ANAYASA İLE TEMİNAT ALTINDA OLAN MÜLKİYET HAKKIMIZ SINIRLANDIRILMIŞTIR
Anayasa Madde 35’in ilk fıkrası herkese mülkiyet hakkını tanımakta, güvence altına almakta ikinci fıkrası mülkiyet hakkının hangi koşullarda sınırlandırılabileceğini ya da mülkünden yoksun bırakılabileceğini düzenlemektedir. Bu fıkra mülkiyet hakkının ancak ”kamu yararı amacıyla, kanunla sınırlandırılabileceği.” şeklindedir. İçinde bulunduğumuz durumda kamu yararı değil tam tersine kamu zararı vardır.
Mülkiyet hakkı başkasına zarar vermemek ve yasaların koyduğu sınırlamalara uymak koşuluyla, kişinin, bir şey üzerinde dilediği biçimde yararlanma, tasarruf etme, başkasına devretme, kullanma biçimini değiştirme, harcama ve tüketme yetkilerini kapsar.

ATALARIMIZDAN BİZE; TARIM VASFI BİTMİŞ TOPRAKLAR VE EMLAK VERGİLERİ KALDI
Bizler ise Anayasa ile teminat altına alınmış olan mülkiyet hakkımız olan topraklarımızda, daha önceki beyanlarımda da belirttiğim gibi bölgenin tarım vasfını kaybetmesi nedeniyle sadece vergi ödeyerek bekçilik yaptık. Bu vergileri devletimize olan inancımız ve güvenimiz nedeniyle, mülkiyetimizden bir kuruş dahi kazanmadan hep zorluklarla ödedik. Atalarımızdan bize iki şey miras kaldı. Tarım vasfını yitirmiş topraklar ve Emlak Vergileri. Bizlerde çocuklarımıza yada bu gidişle torunlarımıza böyle bir miras bırakmak istemiyoruz. Anayasada güvence altına alınmış mülkiyet hakkımızı kullanmak istiyoruz.

2002’DEN BERİ BEKLİYORUZ
2863 sayılı Kültür ve Tabiat Varlıklarını Koruma kanuna göre:
“SİT ilanından sonra, Koruma amaçlı imar planı yapılıncaya kadar, koruma bölge kurulu tarafından üç ay içinde geçiş dönemi koruma esasları ve kullanma şartları belirlenir ve 18 ay içerisinde Koruma Amaçlı İmar Planları hazırlanır.”
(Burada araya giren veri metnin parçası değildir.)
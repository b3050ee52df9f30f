use axum::{
    extract::{Path, Query, State, WebSocketUpgrade},
    response::Response,
};
use serde::Deserialize;
use tracing::{info, instrument, warn};

use super::socket::Connection;
use crate::shared::{AppError, AppState};

/// Browsers cannot set headers on a websocket upgrade, so the token travels in the query
#[derive(Debug, Deserialize)]
pub struct WsAuthQuery {
    pub token: String,
}

/// GET /rooms/:room_id/ws?token=<jwt>
///
/// Streams the room's `RoomEvent`s to a seated player
#[instrument(name = "room_websocket", skip(ws, query, state))]
pub async fn websocket_handler(
    ws: WebSocketUpgrade,
    Path(room_id): Path<String>,
    Query(query): Query<WsAuthQuery>,
    State(state): State<AppState>,
) -> Result<Response, AppError> {
    let claims = state
        .token_config
        .validate_token(&query.token)
        .map_err(|e| {
            warn!(error = %e, "WebSocket authentication failed");
            AppError::Unauthorized("Invalid token".to_string())
        })?;

    let room = state.room_service.get_room(&room_id).await?;
    if !room.player_ids.contains(&claims.player_id) {
        warn!(room_id = %room_id, player_id = %claims.player_id, "Rejecting websocket for non-member");
        return Err(crate::game::GameError::NotInRoom.into());
    }

    // Subscribe before upgrading so nothing committed after this point is missed
    let events = state.event_bus.subscribe_to_room(&room_id).await;
    let player_id = claims.player_id;

    info!(room_id = %room_id, player_id = %player_id, "Establishing websocket connection");
    Ok(ws.on_upgrade(move |socket| async move {
        let connection = Connection::new(player_id.clone(), room_id.clone(), Box::new(socket), events);
        match connection.run().await {
            Ok(()) => info!(room_id = %room_id, player_id = %player_id, "WebSocket connection closed cleanly"),
            Err(e) => warn!(room_id = %room_id, player_id = %player_id, error = ?e, "WebSocket connection error"),
        }
    }))
}
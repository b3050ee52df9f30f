use axum::{extract::State, Json};
use tracing::{info, instrument};
use uuid::Uuid;

use super::types::SessionResponse;
use crate::shared::{AppError, AppState};

/// HTTP handler for creating a new player identity
///
/// POST /session
/// Returns a JWT for a fresh player id with a generated display name
#[instrument(name = "create_session", skip(state))]
pub async fn create_session(
    State(state): State<AppState>,
) -> Result<Json<SessionResponse>, AppError> {
    let player_id = Uuid::new_v4().to_string();
    let display_name = petname::Petnames::default().generate_one(2, "-");

    let token = state.token_config.create_token(&player_id, &display_name)?;

    info!(player_id = %player_id, display_name = %display_name, "Session created");

    Ok(Json(SessionResponse {
        token,
        player_id,
        display_name,
    }))
}
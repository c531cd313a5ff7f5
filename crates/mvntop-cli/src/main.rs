use mvntop_core::logging;

mod cli;

use crate::cli::CliCommand;

fn main() {
    // Initialize logging as early as possible; fall back to stderr when the
    // state dir is unwritable.
    if logging::init_logging().is_err() {
        logging::init_logging_stderr();
    }

    // Parse CLI and dispatch.
    if let Err(err) = CliCommand::run_from_args() {
        eprintln!("mvntop error: {:#}", err);
        std::process::exit(1);
    }
}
İnciraltı ve Bahçelerarası bölgesinde SİT ilanın 2002 yılı olduğunu tekrar hatırlatmak isterim. İnciraltı ve Bahçelerarası’nda toprak sahibi olup, dışarıda kirada oturan, arazisinden bir kuruş bile gelir elde edemeyen yüzlerce toprak sahibi var. 5 nesildir sahip olduğu topraklarda Geçiş Dönemi Yapılaşma Koşulları ilan edilmediği için mülkiyet hakkımızı kullanamıyoruz. 
Mülkiyet hakkımız üzerindeki bu sınırlamalar nedeniyle hem bizler zorluk içinde yaşamaya çalışıyoruz hem de büyük bir kamu zararı doğuyor. Bu konu özelinde; Kamunun yararı/ihtiyaçları ile malikin/bireyin hakkı/çıkarı arasında “adil bir denge” olmadığı hususu çok açıktır.  Çevre, Şehircilik ve İklim Değişikliği Bakanı sayın Murat Kurum’a çağrımız bizlere söz verilen imar planlarının bir an önce çıkması yönündedir. Eğer planlar daha da gecikecekse 2002 yılından bugüne kadar yapılması gereken ve kanuni bir zorunluluk olan Geçiş Dönemi Yapılaşma Koşullarını lütfen ivedilikle ilan ediniz."